--- DATASET EXTRACT Enclosed Below ---

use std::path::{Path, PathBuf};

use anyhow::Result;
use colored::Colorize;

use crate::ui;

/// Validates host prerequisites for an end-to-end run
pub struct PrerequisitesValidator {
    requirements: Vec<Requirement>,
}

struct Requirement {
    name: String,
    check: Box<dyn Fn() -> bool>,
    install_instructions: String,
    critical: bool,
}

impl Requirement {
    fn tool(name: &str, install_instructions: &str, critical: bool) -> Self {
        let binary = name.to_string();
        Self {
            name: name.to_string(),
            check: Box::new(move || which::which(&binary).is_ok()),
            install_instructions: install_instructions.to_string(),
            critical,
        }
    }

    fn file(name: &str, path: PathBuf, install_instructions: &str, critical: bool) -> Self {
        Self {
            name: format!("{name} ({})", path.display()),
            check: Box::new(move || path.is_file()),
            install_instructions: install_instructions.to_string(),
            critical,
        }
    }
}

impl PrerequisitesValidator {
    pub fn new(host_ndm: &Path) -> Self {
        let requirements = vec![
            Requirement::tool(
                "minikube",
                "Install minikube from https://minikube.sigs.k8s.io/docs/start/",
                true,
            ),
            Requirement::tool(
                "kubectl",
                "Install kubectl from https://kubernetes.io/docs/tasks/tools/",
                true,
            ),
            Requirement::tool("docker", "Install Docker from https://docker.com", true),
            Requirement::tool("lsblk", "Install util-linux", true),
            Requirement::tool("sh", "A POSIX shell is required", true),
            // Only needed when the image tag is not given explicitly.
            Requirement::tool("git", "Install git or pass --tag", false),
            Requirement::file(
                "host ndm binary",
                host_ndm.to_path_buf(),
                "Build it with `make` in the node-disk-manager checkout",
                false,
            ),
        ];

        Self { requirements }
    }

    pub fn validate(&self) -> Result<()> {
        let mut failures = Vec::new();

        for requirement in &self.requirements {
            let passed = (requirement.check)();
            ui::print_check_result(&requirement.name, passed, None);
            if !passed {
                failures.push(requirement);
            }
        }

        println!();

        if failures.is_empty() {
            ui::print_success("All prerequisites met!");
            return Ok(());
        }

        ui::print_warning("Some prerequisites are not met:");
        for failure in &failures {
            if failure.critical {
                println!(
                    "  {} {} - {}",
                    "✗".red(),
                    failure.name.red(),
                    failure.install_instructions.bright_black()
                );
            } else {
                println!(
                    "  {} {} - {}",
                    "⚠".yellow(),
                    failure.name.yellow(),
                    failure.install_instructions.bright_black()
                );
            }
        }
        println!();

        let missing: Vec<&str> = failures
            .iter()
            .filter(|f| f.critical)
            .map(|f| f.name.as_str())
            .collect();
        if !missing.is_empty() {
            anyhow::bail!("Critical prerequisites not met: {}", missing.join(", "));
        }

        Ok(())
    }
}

--- End of Enclosed DATASET EXTRACT ---

**WORK REQUIRED**
Copy whichever lines in the listing above hold "name".

**EXERCISE RESPONSE**
    name: String,
    fn tool(name: &str, install_instructions: &str, critical: bool) -> Self {
        let binary = name.to_string();
            name: name.to_string(),
    fn file(name: &str, path: PathBuf, install_instructions: &str, critical: bool) -> Self {
            name: format!("{name} ({})", path.display()),
            ui::print_check_result(&requirement.name, passed, None);
                    failure.name.red(),
                    failure.name.yellow(),
            .map(|f| f.name.as_str())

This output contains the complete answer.